--- Working data Enclosed Below ---

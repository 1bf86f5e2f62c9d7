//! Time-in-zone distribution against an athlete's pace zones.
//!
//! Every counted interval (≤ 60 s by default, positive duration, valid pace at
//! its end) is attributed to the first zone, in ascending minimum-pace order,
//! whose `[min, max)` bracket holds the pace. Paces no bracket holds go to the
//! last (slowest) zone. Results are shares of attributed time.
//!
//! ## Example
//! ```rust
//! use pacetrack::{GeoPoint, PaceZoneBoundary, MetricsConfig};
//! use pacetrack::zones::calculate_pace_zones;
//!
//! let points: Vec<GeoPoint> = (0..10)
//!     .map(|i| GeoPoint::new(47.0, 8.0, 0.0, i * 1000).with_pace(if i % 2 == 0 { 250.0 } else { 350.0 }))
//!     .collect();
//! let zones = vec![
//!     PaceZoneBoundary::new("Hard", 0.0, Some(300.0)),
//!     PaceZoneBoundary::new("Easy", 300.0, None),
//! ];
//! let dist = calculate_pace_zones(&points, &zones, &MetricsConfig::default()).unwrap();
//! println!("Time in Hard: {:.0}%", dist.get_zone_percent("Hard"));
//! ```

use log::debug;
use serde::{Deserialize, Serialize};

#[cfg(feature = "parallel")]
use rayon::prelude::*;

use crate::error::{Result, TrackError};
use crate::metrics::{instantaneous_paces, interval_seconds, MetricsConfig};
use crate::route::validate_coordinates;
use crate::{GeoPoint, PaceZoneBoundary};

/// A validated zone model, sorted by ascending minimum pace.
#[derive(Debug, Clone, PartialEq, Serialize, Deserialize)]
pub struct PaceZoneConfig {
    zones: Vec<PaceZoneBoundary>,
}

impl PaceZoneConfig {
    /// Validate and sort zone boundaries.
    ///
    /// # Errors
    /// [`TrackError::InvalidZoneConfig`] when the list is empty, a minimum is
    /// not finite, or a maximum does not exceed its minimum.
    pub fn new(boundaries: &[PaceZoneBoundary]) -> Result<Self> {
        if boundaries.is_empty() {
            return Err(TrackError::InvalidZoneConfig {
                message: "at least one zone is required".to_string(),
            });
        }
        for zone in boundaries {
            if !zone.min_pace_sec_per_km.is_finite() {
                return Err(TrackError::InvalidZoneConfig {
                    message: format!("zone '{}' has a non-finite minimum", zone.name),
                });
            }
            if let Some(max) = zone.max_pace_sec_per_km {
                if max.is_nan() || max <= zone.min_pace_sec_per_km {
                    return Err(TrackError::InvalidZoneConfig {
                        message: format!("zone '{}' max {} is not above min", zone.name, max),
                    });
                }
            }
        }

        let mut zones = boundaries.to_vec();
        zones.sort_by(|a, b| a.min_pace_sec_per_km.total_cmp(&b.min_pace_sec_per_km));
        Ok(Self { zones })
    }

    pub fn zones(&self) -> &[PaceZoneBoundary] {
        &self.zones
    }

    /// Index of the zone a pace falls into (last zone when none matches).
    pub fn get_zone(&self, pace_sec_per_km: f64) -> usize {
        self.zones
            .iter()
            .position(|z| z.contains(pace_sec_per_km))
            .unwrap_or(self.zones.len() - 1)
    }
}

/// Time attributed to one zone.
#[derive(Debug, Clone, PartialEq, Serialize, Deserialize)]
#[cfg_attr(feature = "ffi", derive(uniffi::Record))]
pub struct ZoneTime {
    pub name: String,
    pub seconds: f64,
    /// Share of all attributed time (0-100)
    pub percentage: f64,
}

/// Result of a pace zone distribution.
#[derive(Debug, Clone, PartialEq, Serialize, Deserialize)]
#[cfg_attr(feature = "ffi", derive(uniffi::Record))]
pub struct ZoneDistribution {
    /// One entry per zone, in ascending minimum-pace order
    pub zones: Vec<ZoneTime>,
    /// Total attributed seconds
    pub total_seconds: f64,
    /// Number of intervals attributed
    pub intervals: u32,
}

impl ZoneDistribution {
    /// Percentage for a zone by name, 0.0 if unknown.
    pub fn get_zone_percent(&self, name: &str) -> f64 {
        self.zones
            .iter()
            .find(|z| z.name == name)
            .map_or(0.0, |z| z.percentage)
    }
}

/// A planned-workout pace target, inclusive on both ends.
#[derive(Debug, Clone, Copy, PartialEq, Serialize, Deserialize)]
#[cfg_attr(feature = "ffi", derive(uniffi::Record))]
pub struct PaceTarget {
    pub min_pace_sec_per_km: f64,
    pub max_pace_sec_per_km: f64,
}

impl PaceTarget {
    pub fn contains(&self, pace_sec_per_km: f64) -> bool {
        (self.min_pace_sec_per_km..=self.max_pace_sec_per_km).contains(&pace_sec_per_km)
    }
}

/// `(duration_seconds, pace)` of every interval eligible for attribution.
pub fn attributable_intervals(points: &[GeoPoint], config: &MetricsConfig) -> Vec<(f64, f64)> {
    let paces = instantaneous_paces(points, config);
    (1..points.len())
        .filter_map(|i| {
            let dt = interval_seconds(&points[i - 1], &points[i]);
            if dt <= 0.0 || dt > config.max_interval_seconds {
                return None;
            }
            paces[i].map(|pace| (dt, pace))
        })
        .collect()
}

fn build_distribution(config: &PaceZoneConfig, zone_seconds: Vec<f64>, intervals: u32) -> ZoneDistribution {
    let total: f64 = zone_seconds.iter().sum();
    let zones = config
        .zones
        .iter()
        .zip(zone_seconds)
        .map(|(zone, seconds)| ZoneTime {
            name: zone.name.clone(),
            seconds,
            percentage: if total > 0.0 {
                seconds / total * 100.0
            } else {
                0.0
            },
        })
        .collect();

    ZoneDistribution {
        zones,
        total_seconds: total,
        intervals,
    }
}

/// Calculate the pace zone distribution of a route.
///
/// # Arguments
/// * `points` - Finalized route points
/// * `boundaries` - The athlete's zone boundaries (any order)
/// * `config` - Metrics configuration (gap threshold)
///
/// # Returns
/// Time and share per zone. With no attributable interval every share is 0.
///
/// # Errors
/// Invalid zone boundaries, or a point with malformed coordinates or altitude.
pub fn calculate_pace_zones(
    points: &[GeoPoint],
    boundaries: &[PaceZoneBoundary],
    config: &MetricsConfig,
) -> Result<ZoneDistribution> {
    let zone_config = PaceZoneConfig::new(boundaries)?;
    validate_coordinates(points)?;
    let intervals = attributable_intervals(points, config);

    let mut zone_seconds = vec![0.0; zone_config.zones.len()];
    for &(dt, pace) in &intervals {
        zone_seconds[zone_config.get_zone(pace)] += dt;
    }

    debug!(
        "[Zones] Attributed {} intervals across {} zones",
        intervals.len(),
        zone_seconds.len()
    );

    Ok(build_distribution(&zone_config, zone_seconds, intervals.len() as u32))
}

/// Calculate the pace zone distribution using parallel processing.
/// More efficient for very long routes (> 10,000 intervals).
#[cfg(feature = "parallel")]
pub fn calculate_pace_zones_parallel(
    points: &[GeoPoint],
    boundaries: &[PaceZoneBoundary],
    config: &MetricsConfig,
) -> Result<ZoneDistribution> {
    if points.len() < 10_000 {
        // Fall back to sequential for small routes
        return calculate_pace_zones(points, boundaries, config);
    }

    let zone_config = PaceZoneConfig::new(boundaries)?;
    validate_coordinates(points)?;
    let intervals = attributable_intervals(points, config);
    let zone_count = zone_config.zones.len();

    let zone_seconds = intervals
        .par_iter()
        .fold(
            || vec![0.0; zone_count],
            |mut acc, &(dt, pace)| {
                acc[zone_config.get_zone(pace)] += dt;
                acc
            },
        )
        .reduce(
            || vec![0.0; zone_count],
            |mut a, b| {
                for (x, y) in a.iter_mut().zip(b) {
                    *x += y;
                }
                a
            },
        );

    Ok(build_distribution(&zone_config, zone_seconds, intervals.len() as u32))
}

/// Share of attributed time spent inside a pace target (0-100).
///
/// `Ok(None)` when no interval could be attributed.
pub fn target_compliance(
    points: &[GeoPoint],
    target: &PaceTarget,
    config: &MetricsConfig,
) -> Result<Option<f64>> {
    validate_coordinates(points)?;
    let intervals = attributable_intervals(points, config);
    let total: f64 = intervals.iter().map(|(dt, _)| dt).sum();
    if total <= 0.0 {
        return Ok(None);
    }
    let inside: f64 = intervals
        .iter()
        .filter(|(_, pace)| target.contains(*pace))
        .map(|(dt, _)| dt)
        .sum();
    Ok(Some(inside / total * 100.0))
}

--- End of Enclosed Working data ---
--- Working data Enclosed Below ---

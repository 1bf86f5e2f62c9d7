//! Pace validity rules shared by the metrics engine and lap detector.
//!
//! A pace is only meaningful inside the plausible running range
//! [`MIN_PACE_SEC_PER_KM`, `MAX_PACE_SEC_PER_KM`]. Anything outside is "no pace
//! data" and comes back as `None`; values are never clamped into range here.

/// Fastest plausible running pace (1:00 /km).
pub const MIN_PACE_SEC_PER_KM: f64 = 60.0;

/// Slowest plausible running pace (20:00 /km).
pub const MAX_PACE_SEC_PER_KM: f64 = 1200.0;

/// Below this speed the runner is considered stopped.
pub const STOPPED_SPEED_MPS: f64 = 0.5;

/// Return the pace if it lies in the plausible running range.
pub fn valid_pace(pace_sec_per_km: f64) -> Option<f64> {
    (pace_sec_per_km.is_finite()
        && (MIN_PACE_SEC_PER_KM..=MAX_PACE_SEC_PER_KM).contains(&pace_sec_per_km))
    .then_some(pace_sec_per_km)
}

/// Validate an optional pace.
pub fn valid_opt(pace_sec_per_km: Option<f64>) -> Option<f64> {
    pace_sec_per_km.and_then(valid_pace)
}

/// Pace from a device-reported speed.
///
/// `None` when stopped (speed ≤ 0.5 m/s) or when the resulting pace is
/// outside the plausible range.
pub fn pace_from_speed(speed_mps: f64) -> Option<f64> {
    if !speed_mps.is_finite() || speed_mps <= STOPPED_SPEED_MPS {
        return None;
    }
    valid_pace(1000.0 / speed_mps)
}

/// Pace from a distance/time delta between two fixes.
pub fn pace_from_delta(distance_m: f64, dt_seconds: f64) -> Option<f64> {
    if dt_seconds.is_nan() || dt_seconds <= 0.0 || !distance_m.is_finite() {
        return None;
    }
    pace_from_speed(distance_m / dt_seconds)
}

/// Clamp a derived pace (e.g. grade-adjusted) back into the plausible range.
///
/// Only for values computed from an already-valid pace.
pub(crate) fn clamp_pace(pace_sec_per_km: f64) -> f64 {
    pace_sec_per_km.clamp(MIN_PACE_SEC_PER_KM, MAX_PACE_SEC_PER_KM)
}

--- End of Enclosed Working data ---
--- Working data Enclosed Below ---

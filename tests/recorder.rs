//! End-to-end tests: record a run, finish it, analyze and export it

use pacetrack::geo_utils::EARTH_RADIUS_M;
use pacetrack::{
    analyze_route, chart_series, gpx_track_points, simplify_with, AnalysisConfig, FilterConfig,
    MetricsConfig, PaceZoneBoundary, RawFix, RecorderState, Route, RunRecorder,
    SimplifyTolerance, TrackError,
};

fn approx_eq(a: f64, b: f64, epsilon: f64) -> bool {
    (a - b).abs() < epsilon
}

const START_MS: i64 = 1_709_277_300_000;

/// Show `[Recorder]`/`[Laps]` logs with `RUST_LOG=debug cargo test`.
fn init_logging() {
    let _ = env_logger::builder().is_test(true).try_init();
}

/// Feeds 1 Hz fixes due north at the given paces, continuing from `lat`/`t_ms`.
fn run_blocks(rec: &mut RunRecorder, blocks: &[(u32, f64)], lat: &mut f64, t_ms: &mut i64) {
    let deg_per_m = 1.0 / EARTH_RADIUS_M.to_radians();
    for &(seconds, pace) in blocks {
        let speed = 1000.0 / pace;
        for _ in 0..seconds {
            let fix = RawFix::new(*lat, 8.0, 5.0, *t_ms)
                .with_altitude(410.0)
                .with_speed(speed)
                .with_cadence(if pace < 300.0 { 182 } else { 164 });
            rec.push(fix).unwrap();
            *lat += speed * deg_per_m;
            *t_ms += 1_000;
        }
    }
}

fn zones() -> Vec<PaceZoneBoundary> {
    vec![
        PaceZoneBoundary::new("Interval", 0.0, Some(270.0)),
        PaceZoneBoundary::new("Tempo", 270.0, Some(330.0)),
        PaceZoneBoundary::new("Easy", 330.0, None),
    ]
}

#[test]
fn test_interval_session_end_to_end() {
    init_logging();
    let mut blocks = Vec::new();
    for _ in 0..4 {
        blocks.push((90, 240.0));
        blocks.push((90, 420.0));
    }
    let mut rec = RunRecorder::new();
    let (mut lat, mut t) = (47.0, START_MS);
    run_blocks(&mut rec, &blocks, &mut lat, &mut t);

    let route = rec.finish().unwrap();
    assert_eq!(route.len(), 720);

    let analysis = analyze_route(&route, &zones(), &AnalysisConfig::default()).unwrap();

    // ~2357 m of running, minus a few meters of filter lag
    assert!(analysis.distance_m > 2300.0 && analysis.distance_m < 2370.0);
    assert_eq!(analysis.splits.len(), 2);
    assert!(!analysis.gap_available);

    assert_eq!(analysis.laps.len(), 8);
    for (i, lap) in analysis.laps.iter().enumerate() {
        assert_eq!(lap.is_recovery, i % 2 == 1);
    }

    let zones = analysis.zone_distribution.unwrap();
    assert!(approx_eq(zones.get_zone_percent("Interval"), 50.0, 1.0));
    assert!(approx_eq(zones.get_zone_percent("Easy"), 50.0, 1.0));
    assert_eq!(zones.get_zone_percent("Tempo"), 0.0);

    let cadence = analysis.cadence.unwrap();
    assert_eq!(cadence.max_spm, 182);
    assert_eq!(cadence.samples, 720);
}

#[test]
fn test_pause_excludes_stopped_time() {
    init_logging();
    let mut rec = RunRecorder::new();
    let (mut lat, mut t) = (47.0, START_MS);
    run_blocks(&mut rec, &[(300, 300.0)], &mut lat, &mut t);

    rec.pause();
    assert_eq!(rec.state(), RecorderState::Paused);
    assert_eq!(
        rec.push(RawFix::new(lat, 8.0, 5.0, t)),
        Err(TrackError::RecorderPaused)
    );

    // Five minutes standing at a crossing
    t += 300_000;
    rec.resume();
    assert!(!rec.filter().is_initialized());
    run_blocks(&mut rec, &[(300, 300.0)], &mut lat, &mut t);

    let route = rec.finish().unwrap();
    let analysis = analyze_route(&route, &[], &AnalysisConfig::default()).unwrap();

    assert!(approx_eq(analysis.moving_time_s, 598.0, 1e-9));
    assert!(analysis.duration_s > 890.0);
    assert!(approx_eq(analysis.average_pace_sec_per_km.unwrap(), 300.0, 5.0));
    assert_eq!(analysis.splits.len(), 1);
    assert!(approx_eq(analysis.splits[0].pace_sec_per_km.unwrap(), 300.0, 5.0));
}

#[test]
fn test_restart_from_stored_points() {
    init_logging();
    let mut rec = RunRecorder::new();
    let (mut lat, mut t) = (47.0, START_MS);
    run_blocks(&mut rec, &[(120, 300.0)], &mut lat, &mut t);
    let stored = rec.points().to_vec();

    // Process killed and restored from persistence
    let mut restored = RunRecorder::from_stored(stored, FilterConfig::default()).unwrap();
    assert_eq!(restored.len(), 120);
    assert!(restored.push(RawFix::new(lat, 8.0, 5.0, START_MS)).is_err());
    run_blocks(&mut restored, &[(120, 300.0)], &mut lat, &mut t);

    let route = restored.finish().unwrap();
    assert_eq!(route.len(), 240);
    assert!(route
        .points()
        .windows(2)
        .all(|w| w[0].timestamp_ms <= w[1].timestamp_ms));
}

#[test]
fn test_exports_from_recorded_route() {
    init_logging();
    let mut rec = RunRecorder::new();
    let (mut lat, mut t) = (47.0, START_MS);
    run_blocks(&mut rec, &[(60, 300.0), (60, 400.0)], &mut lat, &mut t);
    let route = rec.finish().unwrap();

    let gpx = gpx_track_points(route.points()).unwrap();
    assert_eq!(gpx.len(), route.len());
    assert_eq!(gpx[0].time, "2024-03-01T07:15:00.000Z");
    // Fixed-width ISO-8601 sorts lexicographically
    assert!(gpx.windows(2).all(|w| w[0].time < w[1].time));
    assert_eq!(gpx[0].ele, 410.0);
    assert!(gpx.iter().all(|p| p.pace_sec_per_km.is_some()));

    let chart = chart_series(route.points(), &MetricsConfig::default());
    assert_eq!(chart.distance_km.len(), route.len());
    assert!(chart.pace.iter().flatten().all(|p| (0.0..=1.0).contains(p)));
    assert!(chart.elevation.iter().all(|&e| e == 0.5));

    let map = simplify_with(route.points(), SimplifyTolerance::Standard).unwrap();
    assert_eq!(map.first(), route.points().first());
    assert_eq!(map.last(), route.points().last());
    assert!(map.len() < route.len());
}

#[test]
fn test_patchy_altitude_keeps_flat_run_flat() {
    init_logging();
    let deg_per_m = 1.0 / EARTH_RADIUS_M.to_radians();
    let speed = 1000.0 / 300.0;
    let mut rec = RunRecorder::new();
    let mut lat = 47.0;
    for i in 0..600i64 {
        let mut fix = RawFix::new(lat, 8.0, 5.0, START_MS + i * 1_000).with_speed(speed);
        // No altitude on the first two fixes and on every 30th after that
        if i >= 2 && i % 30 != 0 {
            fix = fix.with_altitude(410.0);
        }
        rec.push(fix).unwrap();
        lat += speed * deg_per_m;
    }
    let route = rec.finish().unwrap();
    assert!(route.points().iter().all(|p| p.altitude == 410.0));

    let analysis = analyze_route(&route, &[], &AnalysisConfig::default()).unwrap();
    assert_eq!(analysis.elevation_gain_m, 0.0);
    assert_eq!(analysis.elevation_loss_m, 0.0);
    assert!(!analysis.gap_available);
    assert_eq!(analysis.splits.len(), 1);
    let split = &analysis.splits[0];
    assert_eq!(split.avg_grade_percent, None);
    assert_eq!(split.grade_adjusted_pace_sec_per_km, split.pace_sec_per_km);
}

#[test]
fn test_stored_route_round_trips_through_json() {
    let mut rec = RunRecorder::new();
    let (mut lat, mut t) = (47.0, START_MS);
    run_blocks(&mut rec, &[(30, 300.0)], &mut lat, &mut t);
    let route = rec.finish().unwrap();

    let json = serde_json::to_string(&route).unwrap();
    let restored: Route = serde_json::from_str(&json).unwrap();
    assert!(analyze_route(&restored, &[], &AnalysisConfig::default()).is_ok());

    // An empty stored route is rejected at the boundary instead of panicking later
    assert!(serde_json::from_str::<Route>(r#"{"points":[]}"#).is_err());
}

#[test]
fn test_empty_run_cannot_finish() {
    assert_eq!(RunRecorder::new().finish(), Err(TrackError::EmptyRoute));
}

--- End of Enclosed Working data ---

## Action item
Search the records for lines holding the word "ascending", then copy each line you find.

## Result for this task
//! its end) is attributed to the first zone, in ascending minimum-pace order,
/// A validated zone model, sorted by ascending minimum pace.
    /// One entry per zone, in ascending minimum-pace order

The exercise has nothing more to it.